La combinazione di tali trattamenti ha mostrato buoni risultati, consentendo di offrire opzioni potenzialmente curative a pazienti con lesioni di dimensioni maggiori, localizzate in posizioni altrimenti non trattabili con la sola termoablazione o in pazienti ad alto rischio procedurale.

Il Nostro Policlinico rappresenta un centro di riferimento internazionale per tali trattamenti, con risultati che sono stati presentati in congressi prestigiosi, pubblicati su riviste scientifiche di riferimento e citati nell’ambito delle opzioni terapeutiche per l’HCC.

Transradial versus Transfemoral Access for Hepatic Chemoembolization: Intrapatient Prospective Single-Center Study.

Iezzi R. et al    JVIR 2017

Studio monocentrico di confronto tra due approcci percutanei per le procedure di chemioembolizzazione. Tale studio è stato eseguito con la collaborazione del gruppo HepatoCatt, coordinato dal Prof Antonio Gasbarrini, e del gruppo IOC, centro di Interventistica Oncologica, diretto dal Prof Vincenzo Valentini.

Ciascun paziente ha effettuato i due trattamenti di chemioembolizzazione lobare previsti nel piano terapeutico utilizzando alternativamente l’approccio transfemorale o transradiale. Quest’ultimo approccio, utilizzato routinariamente in ambito cardiologico, è stato proposto come alternativa per i suoi vantaggi post-procedurali.

Con l’obiettivo di offrire ai pazienti un trattamento che potesse essere il meno invasivo possibile e soprattutto potesse determinare il minor discomfort possibile, abbiamo applicato tale tecnica anche alle nostre procedure di radiologia interventistica. Il nostro studio ha dimostrato che l’approccio transradiale è sicuro, in assenza di differenze in termini di complicanze procedurali rispetto all’approccio transfemorale, senza modifiche in termini di tempo procedurale.

A fronte di tali risultati similari, l’approccio transradiale si è dimostrato superiore in termini di riduzione significativa del disagio post-procedurale.
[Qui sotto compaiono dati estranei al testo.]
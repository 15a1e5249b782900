//! Offline (strategic) conflict detection over compiled segment sets.
//!
//! Dual-cylinder separation: a conflict exists only when the horizontal
//! closest approach breaches the safety radius while the vertical gap at the
//! same instant breaches the vertical safety radius.

use crate::cpa::closest_approach;
use crate::models::{ConflictReport, Segment, Severity};
use crate::rules::SeparationStandards;
use crate::spatial::SegmentIndex;

/// Batch conflict detector. Stateless between runs; each `detect` call
/// indexes the snapshot it is handed and leaves it untouched.
#[derive(Debug, Clone)]
pub struct ConflictDetector {
    standards: SeparationStandards,
}

impl Default for ConflictDetector {
    fn default() -> Self {
        Self::new(SeparationStandards::default())
    }
}

impl ConflictDetector {
    pub fn new(standards: SeparationStandards) -> Self {
        Self { standards }
    }

    pub fn standards(&self) -> &SeparationStandards {
        &self.standards
    }

    /// Report every pairwise loss of separation in the segment set.
    ///
    /// Report order follows candidate-pair order; callers needing a
    /// canonical order sort by (drone_a, drone_b, exact_conflict_time).
    pub fn detect(&self, segments: &[Segment]) -> Vec<ConflictReport> {
        if segments.is_empty() {
            return Vec::new();
        }

        let index = SegmentIndex::build(segments, self.standards.safety_radius_m);
        let mut conflicts = Vec::new();

        for (seg_a, seg_b) in index.candidate_pairs() {
            if let Some(conflict) = self.check_pair(seg_a, seg_b) {
                conflicts.push(conflict);
            }
        }
        conflicts
    }

    fn check_pair(&self, seg_a: &Segment, seg_b: &Segment) -> Option<ConflictReport> {
        let t0 = seg_a.t_start.max(seg_b.t_start);
        let t1 = seg_a.t_end.min(seg_b.t_end);
        if t0 >= t1 {
            return None;
        }

        let pa0 = seg_a.position_at(t0);
        let pb0 = seg_b.position_at(t0);

        // Horizontal closest approach within the shared window.
        let (mut t_rel, mut min_xy) = closest_approach(
            pa0.xy(),
            seg_a.velocity.xy(),
            pb0.xy(),
            seg_b.velocity.xy(),
        );

        let mut t_cpa_abs = t0 + t_rel;
        if t_cpa_abs > t1 {
            t_cpa_abs = t1;
            t_rel = t1 - t0;
            min_xy = (seg_a.position_at(t1).xy() - seg_b.position_at(t1).xy()).norm();
        }

        // Vertical separation at the instant of minimum horizontal separation.
        let z_a = pa0.z + seg_a.velocity.z * t_rel;
        let z_b = pb0.z + seg_b.velocity.z * t_rel;
        let dist_z = (z_a - z_b).abs();

        if min_xy >= self.standards.safety_radius_m
            || dist_z >= self.standards.vertical_safety_radius_m
        {
            return None;
        }

        let severity = if min_xy < self.standards.safety_radius_m / 2.0 {
            Severity::Critical
        } else {
            Severity::Warning
        };
        let location = seg_a.position_at(t_cpa_abs);

        Some(ConflictReport {
            drone_a: seg_a.drone_id.clone(),
            drone_b: seg_b.drone_id.clone(),
            exact_conflict_time: t_cpa_abs,
            conflict_location: [location.x, location.y, location.z],
            minimum_separation: (min_xy * min_xy + dist_z * dist_z).sqrt(),
            severity,
        })
    }
}
//! Trajectory compiler: waypoint missions to constant-velocity 4D segments.

use std::collections::BTreeMap;
use std::path::Path;

use crate::error::MissionError;
use crate::models::{Mission, Segment, DEFAULT_VELOCITY_MPS};

/// A batch of missions keyed by drone id. `BTreeMap` keeps compilation and
/// everything downstream deterministic for a given set of ids.
pub type MissionSet = BTreeMap<String, Mission>;

/// Load a mission set from a JSON file.
pub fn load_mission_file(path: impl AsRef<Path>) -> Result<MissionSet, MissionError> {
    let raw = std::fs::read_to_string(path)?;
    Ok(serde_json::from_str(&raw)?)
}

/// Compile every mission in the set, concatenating segments in drone-id
/// order. Aircraft with fewer than two waypoints are skipped rather than
/// failing the batch.
pub fn compile_missions(missions: &MissionSet) -> Vec<Segment> {
    let mut segments = Vec::new();
    for (drone_id, mission) in missions {
        segments.extend(compile_mission(drone_id, mission));
    }
    segments
}

/// Expand one mission into its ordered legs.
///
/// Zero-length legs are discarded. The time cursor starts at
/// `mission.start_time` and advances by `leg_length / velocity` per leg.
pub fn compile_mission(drone_id: &str, mission: &Mission) -> Vec<Segment> {
    if mission.waypoints.len() < 2 {
        return Vec::new();
    }

    let legs: Vec<_> = mission
        .waypoints
        .windows(2)
        .map(|pair| (pair[0].position(), pair[1].position()))
        .collect();
    let total_dist: f64 = legs.iter().map(|(w0, w1)| (w1 - w0).norm()).sum();

    let velocity = match (mission.end_time, mission.velocity) {
        (Some(end), _) if total_dist > 0.0 && end > mission.start_time => {
            total_dist / (end - mission.start_time)
        }
        (_, Some(v)) => v,
        _ => DEFAULT_VELOCITY_MPS,
    };

    let mut cursor = mission.start_time;
    let mut segments = Vec::with_capacity(legs.len());
    for (w0, w1) in legs {
        let dist = (w1 - w0).norm();
        if dist == 0.0 {
            continue;
        }
        let duration = dist / velocity;
        segments.push(Segment::new(drone_id, w0, w1, cursor, duration));
        cursor += duration;
    }
    segments
}

#[cfg(test)]
mod tests {
    use super::*;
    use crate::models::Waypoint;

    fn wp(x: f64, y: f64, z: f64) -> Waypoint {
        Waypoint { x, y, z }
    }

    #[test]
    fn test_compile_simple_mission() {
        let mission = Mission {
            waypoints: vec![wp(0.0, 0.0, 50.0), wp(100.0, 0.0, 50.0)],
            start_time: 0.0,
            end_time: None,
            velocity: Some(10.0),
        };
        let segs = compile_mission("D1", &mission);
        assert_eq!(segs.len(), 1);
        assert_eq!(segs[0].t_start, 0.0);
        assert!((segs[0].t_end - 10.0).abs() < 1e-9);
        assert!((segs[0].velocity.x - 10.0).abs() < 1e-9);
    }

    #[test]
    fn test_end_time_derives_velocity() {
        let mission = Mission {
            waypoints: vec![wp(0.0, 0.0, 50.0), wp(100.0, 0.0, 50.0), wp(100.0, 100.0, 50.0)],
            start_time: 10.0,
            end_time: Some(50.0),
            velocity: Some(99.0), // end_time wins
        };
        let segs = compile_mission("D1", &mission);
        assert_eq!(segs.len(), 2);
        // 200 m over 40 s => 5 m/s
        assert!((segs[0].velocity.norm() - 5.0).abs() < 1e-9);
        assert!((segs[1].t_end - 50.0).abs() < 1e-9);
    }

    #[test]
    fn test_default_velocity_when_unspecified() {
        let mission = Mission {
            waypoints: vec![wp(0.0, 0.0, 50.0), wp(50.0, 0.0, 50.0)],
            start_time: 0.0,
            end_time: None,
            velocity: None,
        };
        let segs = compile_mission("D1", &mission);
        assert!((segs[0].velocity.norm() - DEFAULT_VELOCITY_MPS).abs() < 1e-9);
    }

    #[test]
    fn test_zero_length_legs_discarded() {
        let mission = Mission {
            waypoints: vec![wp(0.0, 0.0, 50.0), wp(0.0, 0.0, 50.0), wp(100.0, 0.0, 50.0)],
            start_time: 0.0,
            end_time: None,
            velocity: Some(10.0),
        };
        let segs = compile_mission("D1", &mission);
        assert_eq!(segs.len(), 1);
    }

    #[test]
    fn test_single_waypoint_mission_skipped() {
        let mission = Mission {
            waypoints: vec![wp(0.0, 0.0, 50.0)],
            start_time: 0.0,
            end_time: None,
            velocity: None,
        };
        assert!(compile_mission("D1", &mission).is_empty());
    }

    #[test]
    fn test_segment_invariant_for_all_legs() {
        let mission = Mission {
            waypoints: vec![
                wp(50.0, 50.0, 0.0),
                wp(50.0, 50.0, 60.0),
                wp(200.0, 200.0, 60.0),
                wp(350.0, 350.0, 60.0),
                wp(350.0, 350.0, 0.0),
            ],
            start_time: 0.0,
            end_time: None,
            velocity: Some(12.0),
        };
        for seg in compile_mission("Lead", &mission) {
            let traveled = seg.velocity * (seg.t_end - seg.t_start);
            assert!((traveled - (seg.a1 - seg.a0)).norm() < 1e-6);
        }
    }

    #[test]
    fn test_batch_order_is_deterministic() {
        let mut missions = MissionSet::new();
        for id in ["Zulu", "Alpha", "Mike"] {
            missions.insert(
                id.to_string(),
                Mission {
                    waypoints: vec![wp(0.0, 0.0, 50.0), wp(10.0, 0.0, 50.0)],
                    start_time: 0.0,
                    end_time: None,
                    velocity: Some(5.0),
                },
            );
        }
        let ids: Vec<_> = compile_missions(&missions)
            .iter()
            .map(|s| s.drone_id.clone())
            .collect();
        assert_eq!(ids, ["Alpha", "Mike", "Zulu"]);
    }
}
//! Synthetic traffic simulator.
//!
//! Streams cooperative and rogue telemetry at a running airsep-server so the
//! tactical monitor has something to chew on.

use std::time::Duration;

use airsep_cli::sim::{BogieFleet, ControlledFleet};
use airsep_core::models::{Observation, Waypoint};
use anyhow::Result;
use clap::Parser;
use rand::rngs::StdRng;
use rand::{Rng, SeedableRng};
use tokio::time;

/// Synthetic traffic generator for the separation-assurance server
#[derive(Parser, Debug)]
#[command(author, version, about)]
struct Args {
    /// Server URL
    #[arg(long, default_value = "http://localhost:3000")]
    url: String,

    /// Number of rogue drones to spawn
    #[arg(long, default_value_t = 3)]
    bogies: usize,

    /// Number of controlled drones flying crossing plans
    #[arg(long, default_value_t = 2)]
    controlled: usize,

    /// Duration in seconds
    #[arg(long, default_value_t = 60)]
    duration: u64,

    /// RNG seed for reproducible runs
    #[arg(long)]
    seed: Option<u64>,
}

/// Crossing plans fanned around the origin: each drone flies a diameter of
/// the same 600 m circle, so everyone converges on the center.
fn crossing_plan(index: usize, total: usize) -> Vec<Waypoint> {
    let angle = std::f64::consts::TAU * index as f64 / total.max(1) as f64;
    let radius = 300.0;
    vec![
        Waypoint {
            x: radius * angle.cos(),
            y: radius * angle.sin(),
            z: 50.0,
        },
        Waypoint {
            x: -radius * angle.cos(),
            y: -radius * angle.sin(),
            z: 50.0,
        },
    ]
}

#[tokio::main]
async fn main() -> Result<()> {
    let args = Args::parse();
    let mut rng = match args.seed {
        Some(seed) => StdRng::seed_from_u64(seed),
        None => StdRng::from_os_rng(),
    };

    let mut bogies = match args.seed {
        Some(seed) => BogieFleet::with_seed(seed),
        None => BogieFleet::new(),
    };
    let mut controlled = ControlledFleet::new();

    for i in 0..args.bogies {
        let x = rng.random_range(-500.0..500.0);
        let y = rng.random_range(-500.0..500.0);
        bogies.spawn(&format!("ROGUE-{:03}", i + 1), x, y, 0.0);
    }
    for i in 0..args.controlled {
        controlled.add(
            &format!("UAS-{:03}", i + 1),
            crossing_plan(i, args.controlled),
            10.0,
            0.0,
        );
    }

    println!("Connecting to server at {}...", args.url);
    println!(
        "Streaming {} bogie(s) + {} controlled drone(s) for {}s\n",
        args.bogies, args.controlled, args.duration
    );

    let client = reqwest::Client::new();
    let start = time::Instant::now();
    let mut sent = 0usize;
    let mut interval = time::interval(Duration::from_millis(100));

    loop {
        interval.tick().await;
        let elapsed = start.elapsed().as_secs_f64();
        if elapsed > args.duration as f64 {
            break;
        }

        let mut reports = bogies.tick(elapsed);
        reports.extend(controlled.tick(elapsed));

        for (drone_id, observation) in reports {
            match send_report(&client, &args.url, &drone_id, &observation).await {
                Ok(()) => {
                    sent += 1;
                    println!(
                        "[{elapsed:6.1}s] {drone_id}: ({:.1}, {:.1}, {:.1}) -> OK",
                        observation.x, observation.y, observation.z
                    );
                }
                Err(e) => eprintln!("[{drone_id}] send failed: {e}"),
            }
        }

        if controlled.is_empty() && bogies.is_empty() {
            break;
        }
    }

    println!("\nSimulation complete. Sent {sent} report(s).");
    Ok(())
}

async fn send_report(
    client: &reqwest::Client,
    base_url: &str,
    drone_id: &str,
    observation: &Observation,
) -> Result<()> {
    client
        .post(format!("{base_url}/api/telemetry/{drone_id}"))
        .json(observation)
        .send()
        .await?
        .error_for_status()?;
    Ok(())
}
Infatti esso consente al paziente una immediata mobilizzazione, evitando di dover rimanere 6-12 ore allettato, con la possibilità di essere del tutto indipendente anche per le normali attività. Inoltre, tale vantaggio risulta fondamentale anche per la gestione del dolore post-procedurale, possibile in caso di chemioembolizzazione per le prime 12 ore, consentendo di assumere posizioni antalgiche.

Per tale motivo, previa valutazione di criteri specifici di inclusione dei pazienti, attualmente utilizziamo routinariamente anche tale nuovo approccio.